De ce côté du spectre territorial, on relève des pratiques s'apparentant à du séparatisme mais dont on entend curieusement assez peu parler. Cette mixité à sens unique, recherchée uniquement dans les territoires les plus fragiles, a été critiquée par la recherche, dans la mesure où elle sous-estime le fait que la ségrégation ou le séparatisme sévit plus intensément dans les territoires riches que dans les territoires pauvres.
Autre critique majeure de la recherche, la mixité à sens unique contribue à constituer des catégories de ménages indésirables. On assigne à certains groupes des traits comportementaux, indépendants du comportement effectif, tels qu'être de mauvais payeurs, faire de la cuisine qui sent mauvais ou laisser les enfants traîner dans la rue. Au nom de représentations stéréotypées, on limite les possibilités résidentielles de certains ménages.

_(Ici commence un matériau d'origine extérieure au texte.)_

use axum::{Json, Router, extract::State, routing::post};

use crate::{
    dto::auth::{LoginRequest, RefreshRequest, RegisterRequest, TokenPair},
    error::AppResult,
    models::User,
    response::ApiResponse,
    services::auth_service::{login_user, refresh, register_user},
    state::AppState,
};

pub fn router() -> Router<AppState> {
    Router::new()
        .route("/register", post(register))
        .route("/login", post(login))
        .route("/refresh", post(refresh_token))
}

#[utoipa::path(
    post,
    path = "/api/auth/register",
    request_body = RegisterRequest,
    responses(
        (status = 200, description = "Register user", body = ApiResponse<User>),
        (status = 400, description = "Invalid payload or email already taken")
    ),
    tag = "Auth"
)]
pub async fn register(
    State(state): State<AppState>,
    Json(payload): Json<RegisterRequest>,
) -> AppResult<Json<ApiResponse<User>>> {
    let resp = register_user(&state, payload).await?;
    Ok(Json(resp))
}

#[utoipa::path(
    post,
    path = "/api/auth/login",
    request_body = LoginRequest,
    responses(
        (status = 200, description = "Login user", body = ApiResponse<TokenPair>),
        (status = 401, description = "Invalid credentials")
    ),
    tag = "Auth"
)]
pub async fn login(
    State(state): State<AppState>,
    Json(payload): Json<LoginRequest>,
) -> AppResult<Json<ApiResponse<TokenPair>>> {
    let resp = login_user(&state, payload).await?;
    Ok(Json(resp))
}

#[utoipa::path(
    post,
    path = "/api/auth/refresh",
    request_body = RefreshRequest,
    responses(
        (status = 200, description = "New token pair", body = ApiResponse<TokenPair>),
        (status = 401, description = "Invalid or expired refresh token")
    ),
    tag = "Auth"
)]
pub async fn refresh_token(
    State(state): State<AppState>,
    Json(payload): Json<RefreshRequest>,
) -> AppResult<Json<ApiResponse<TokenPair>>> {
    let resp = refresh(&state, payload).await?;
    Ok(Json(resp))
}
use chrono::{DateTime, Utc};
use rust_decimal::Decimal;
use serde::{Deserialize, Serialize};
use utoipa::ToSchema;
use uuid::Uuid;

use crate::{
    entity::{
        cart_items::Model as CartItemModel, order_items::Model as OrderItemModel,
        orders::Model as OrderModel, pharmacy_products::Model as PharmacyProductModel,
        stock_histories::Model as StockHistoryModel,
        stock_transfer_requests::Model as StockTransferModel,
    },
    status::{MutationStatus, OrderStatus, Role},
};

#[derive(Debug, Serialize, Deserialize, ToSchema, sqlx::FromRow)]
#[serde(rename_all = "camelCase")]
pub struct User {
    pub id: i64,
    pub email: String,
    #[serde(skip_serializing)]
    pub password_hash: String,
    pub role: String,
    pub created_at: DateTime<Utc>,
}

impl User {
    pub fn role(&self) -> Option<Role> {
        Role::parse(&self.role)
    }
}

#[derive(Debug, Clone, Serialize, Deserialize, ToSchema)]
#[serde(rename_all = "camelCase")]
pub struct PharmacyProduct {
    pub id: i64,
    pub pharmacy_id: i64,
    pub product_id: i64,
    pub price: Decimal,
    pub total_stock: i32,
    pub is_available: bool,
    pub updated_at: DateTime<Utc>,
}

impl From<PharmacyProductModel> for PharmacyProduct {
    fn from(model: PharmacyProductModel) -> Self {
        Self {
            id: model.id,
            pharmacy_id: model.pharmacy_id,
            product_id: model.product_id,
            price: model.price,
            total_stock: model.total_stock,
            is_available: model.is_available,
            updated_at: model.updated_at.with_timezone(&Utc),
        }
    }
}

#[derive(Debug, Serialize, Deserialize, ToSchema)]
#[serde(rename_all = "camelCase")]
pub struct CartItem {
    pub id: i64,
    pub user_id: i64,
    pub pharmacy_product_id: i64,
    pub quantity: i32,
    pub updated_at: DateTime<Utc>,
}

impl From<CartItemModel> for CartItem {
    fn from(model: CartItemModel) -> Self {
        Self {
            id: model.id,
            user_id: model.user_id,
            pharmacy_product_id: model.pharmacy_product_id,
            quantity: model.quantity,
            updated_at: model.updated_at.with_timezone(&Utc),
        }
    }
}

#[derive(Debug, Serialize, Deserialize, ToSchema)]
#[serde(rename_all = "camelCase")]
pub struct Order {
    pub id: i64,
    pub order_number: Uuid,
    pub total_price: Decimal,
    pub payment_proof: Option<String>,
    pub payment_deadline: DateTime<Utc>,
    pub shipping_fee: Decimal,
    pub shipping_method: String,
    pub user_address_id: i64,
    pub pharmacy_id: i64,
    pub order_status: Option<OrderStatus>,
    pub created_at: DateTime<Utc>,
    pub updated_at: DateTime<Utc>,
}

impl From<OrderModel> for Order {
    fn from(model: OrderModel) -> Self {
        Self {
            id: model.id,
            order_number: model.order_number,
            total_price: model.total_price,
            payment_proof: model.payment_proof,
            payment_deadline: model.payment_deadline.with_timezone(&Utc),
            shipping_fee: model.shipping_fee,
            shipping_method: model.shipping_method,
            user_address_id: model.user_address_id,
            pharmacy_id: model.pharmacy_id,
            order_status: OrderStatus::from_id(model.order_status_id),
            created_at: model.created_at.with_timezone(&Utc),
            updated_at: model.updated_at.with_timezone(&Utc),
        }
    }
}

#[derive(Debug, Serialize, Deserialize, ToSchema)]
#[serde(rename_all = "camelCase")]
pub struct OrderItem {
    pub id: i64,
    pub order_id: i64,
    pub pharmacy_product_id: i64,
    pub quantity: i32,
    pub price: Decimal,
}

impl From<OrderItemModel> for OrderItem {
    fn from(model: OrderItemModel) -> Self {
        Self {
            id: model.id,
            order_id: model.order_id,
            pharmacy_product_id: model.pharmacy_product_id,
            quantity: model.quantity,
            price: model.price,
        }
    }
}

#[derive(Debug, Serialize, Deserialize, ToSchema)]
#[serde(rename_all = "camelCase")]
pub struct StockHistory {
    pub id: i64,
    pub pharmacy_product_id: i64,
    pub pharmacy_id: i64,
    pub quantity: i32,
    pub description: String,
    pub created_at: DateTime<Utc>,
}

impl From<StockHistoryModel> for StockHistory {
    fn from(model: StockHistoryModel) -> Self {
        Self {
            id: model.id,
            pharmacy_product_id: model.pharmacy_product_id,
            pharmacy_id: model.pharmacy_id,
            quantity: model.quantity,
            description: model.description,
            created_at: model.created_at.with_timezone(&Utc),
        }
    }
}

#[derive(Debug, Serialize, Deserialize, ToSchema)]
#[serde(rename_all = "camelCase")]
pub struct StockTransfer {
    pub id: i64,
    pub pharmacy_sender_id: i64,
    pub pharmacy_receiver_id: i64,
    pub product_id: i64,
    pub quantity: i32,
    pub mutation_status: Option<MutationStatus>,
    pub created_at: DateTime<Utc>,
    pub updated_at: DateTime<Utc>,
}

impl From<StockTransferModel> for StockTransfer {
    fn from(model: StockTransferModel) -> Self {
        Self {
            id: model.id,
            pharmacy_sender_id: model.pharmacy_sender_id,
            pharmacy_receiver_id: model.pharmacy_receiver_id,
            product_id: model.product_id,
            quantity: model.quantity,
            mutation_status: MutationStatus::from_id(model.mutation_status_id),
            created_at: model.created_at.with_timezone(&Utc),
            updated_at: model.updated_at.with_timezone(&Utc),
        }
    }
}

Puisque votre approche vise à la fois le racisme et la discrimination, j'ajouterai que ce que je viens de décrire est compatible avec un très faible niveau de préjugés des acteurs individuels vis-à-vis de tel ou tel groupe. On peut trouver une discrimination massive dans un contexte de très faible racisme des agents appliquant la politique en question. Cette tendance récurrente à confondre discrimination et racisme, avec la charge culpabilisante que comporte le mot racisme, explique la résistance forte des acteurs du monde HLM à reconnaître l'existence de discriminations.
La recherche montre que la discrimination est bien moins l'expression du racisme individuel de tel agent HLM ou de tel agent du service logement d'une municipalité que d'une discrimination institutionnelle. Des institutions la rendent possible par des flous de réglementation, l'opacité des procédures, les injonctions contradictoires adressées aux agents. J'ajouterai le poids de l'histoire et des routines gestionnaires héritées de la longue histoire du logement social, dans laquelle des pratiques de peuplement discriminatoires ont été instaurées à partir des années 1960 et 1970.
En outre, le risque de discrimination varie selon les contextes territoriaux. Il dépend du poids des réservataires et de l'importance des impératifs économiques de certains organismes HLM qui, travaillant à flux tendu, logent des ménages sans avoir le temps d'examiner en profondeur le profil des candidats, tandis que d'autres discriminent massivement.
Enfin, à cela s'ajoute naturellement l'influence plus ou moins grande des élus locaux et des services municipaux qui, comme le montrent clairement des travaux de recherche, peuvent chercher à faire barrage à l'accueil de « minorités visibles ».